Homosexual behaviour, adultery and sex outside of marriage are illegal under Iranian law and can carry the death penalty.
Women’s magazines and DVDs or videos depicting sexual relations are forbidden. There are occasional clampdowns. Satellite dishes and many Western CDs and films remain illegal.
The import, sale, manufacture and consumption of alcohol in Iran is strictly forbidden on religious grounds, with exceptions only for certain recognised Iranian religious minorities (not foreigners). Penalties can be severe.
A campaign by rights activists called “White Wednesday” encouraging women to wear white and discard their hijabs has also gained support, much to the consternation of conservative clerics.
While Iran has had various forms of “morality police” since the 1979 Islamic Revolution, the decision to increase their numbers as well as introduce all-female brigades, is a sign that authorities are adopting a tougher approach.
Mohammad Abdulahpour, the commander of Gilan province’s Revolutionary Guards unit, has said that the survival of the Islamic revolution depends on the full implementation of Islamic traditions and that “the issue of hijab is not a simple matter, but rather a serious political and security issue for our country.”

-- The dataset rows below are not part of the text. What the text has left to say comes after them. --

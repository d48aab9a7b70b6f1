//! Hero section.

use leptos::prelude::*;
use leptos_icons::Icon;

use crate::components::icons as ic;
use crate::config::{APP_NAME, APP_TAGLINE};
use crate::models::Route;

stylance::import_crate_style!(css, "src/components/home/home.module.css");

#[component]
pub fn Hero() -> impl IntoView {
    view! {
        <section class=css::hero>
            <span class=css::heroBadge>
                <Icon icon=ic::SPARKLES />
                "Navbar templates, ready to ship"
            </span>
            <h1 class=css::heroTitle>
                "Build your navbar with " <span class=css::heroAccent>{APP_NAME}</span>
            </h1>
            <p class=css::heroTagline>{APP_TAGLINE}</p>
            <div class=css::heroActions>
                <button class=css::heroPrimary on:click=move |_| Route::Playground.push()>
                    "Try for free"
                </button>
                <button class=css::heroSecondary on:click=move |_| Route::Template.push()>
                    "Browse Templates"
                </button>
            </div>
        </section>
    }
}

“The enemy is heavily investing in changing our nation’s culture to adopt a Western lifestyle,” Mr Abdulahpour told local Tasnim news agency.
Cleric Rasoul Falahati, representative of Supreme Leader Ayatollah Khamenei in the province, condemned women who defy the hijab as an insult to the Islamic Republic.
“We do not wish to show a violent image of our religion, but models and promoters of vile fashions not only defy the hijab,” he said. “But are nowadays appearing almost naked on our streets.”
Iran’s police have also recently installed special cameras on the country’s highways to take photos of those female drivers who remove their hijab once they leave the town centres.
Women’s rights defenders across the country have joined an unprecedented protest movement against veiling laws in Iran.
Women began taking to the streets last year, silently waving their headscarves on the ends of sticks. In response, they suffered a backlash from the authorities, facing violent assault, arrest and torture, and some were jailed after what human rights groups called unfair trials.
Nasrin Sotoudeh, prominent human rights lawyer, was sentenced last May to seven years in prison after defending the protesters.
Both President Hassan Rouhani and Ayatollah Khamenei support a softer attitude toward women who do not properly follow the dress code, although hardliners who are opposed to any such easing still dominate Iran’s security forces and the judiciary.
A recent study by Iran’s parliament showed that up to 70 per cent of the female population would like to see the relaxing of laws on the mandatory wearing of headscarves, while 30 per cent accepted it as part of the national culture.